*Collected data entries:*
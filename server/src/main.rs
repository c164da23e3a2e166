mod app;
mod config;
mod routes;
mod state;

use tokio::signal;
use tracing_subscriber::EnvFilter;

use crate::state::AppState;

#[tokio::main]
async fn main() {
    tracing_subscriber::fmt()
        .with_env_filter(EnvFilter::try_from_default_env().unwrap_or_else(|_| "info".into()))
        .init();

    let state = AppState::new();

    // Warm the boundary cache in the background. A failure here is not
    // fatal; the first map request retries the load.
    let warmup_state = state.clone();
    tokio::spawn(async move {
        match warmup_state.geometry_store().await {
            Ok(store) => {
                tracing::info!(
                    territories = store.territories().len(),
                    lakes = store.lakes().len(),
                    "boundary geometry ready"
                );
            }
            Err(e) => {
                tracing::warn!(error = %e, "boundary preload failed, will retry on first request");
            }
        }
    });

    let app = app::build_app(state);

    let addr = format!("0.0.0.0:{}", config::server_port());
    tracing::info!("Region map server listening on {addr}");

    let listener = match tokio::net::TcpListener::bind(&addr).await {
        Ok(listener) => listener,
        Err(e) => {
            tracing::error!(error = %e, %addr, "failed to bind TCP listener");
            return;
        }
    };
    if let Err(e) = axum::serve(listener, app)
        .with_graceful_shutdown(shutdown_signal())
        .await
    {
        tracing::error!(error = %e, "server failed");
    }

    tracing::info!("Server shut down gracefully");
}

async fn shutdown_signal() {
    let ctrl_c = async {
        if let Err(e) = signal::ctrl_c().await {
            tracing::error!(error = %e, "failed to install Ctrl+C handler");
        }
    };

    #[cfg(unix)]
    let terminate = async {
        let mut sigterm = match signal::unix::signal(signal::unix::SignalKind::terminate()) {
            Ok(sigterm) => sigterm,
            Err(e) => {
                tracing::error!(error = %e, "failed to install SIGTERM handler");
                return;
            }
        };
        sigterm.recv().await;
    };

    #[cfg(not(unix))]
    let terminate = std::future::pending::<()>();

    tokio::select! {
        () = ctrl_c => {},
        () = terminate => {},
    }

    tracing::info!("Shutdown signal received");
}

*WHAT YOU HAVE TO DO:* Looking at the entries above, find how many lines include the word "info" and write that number alone.

*EXERCISE RESPONSE:* 5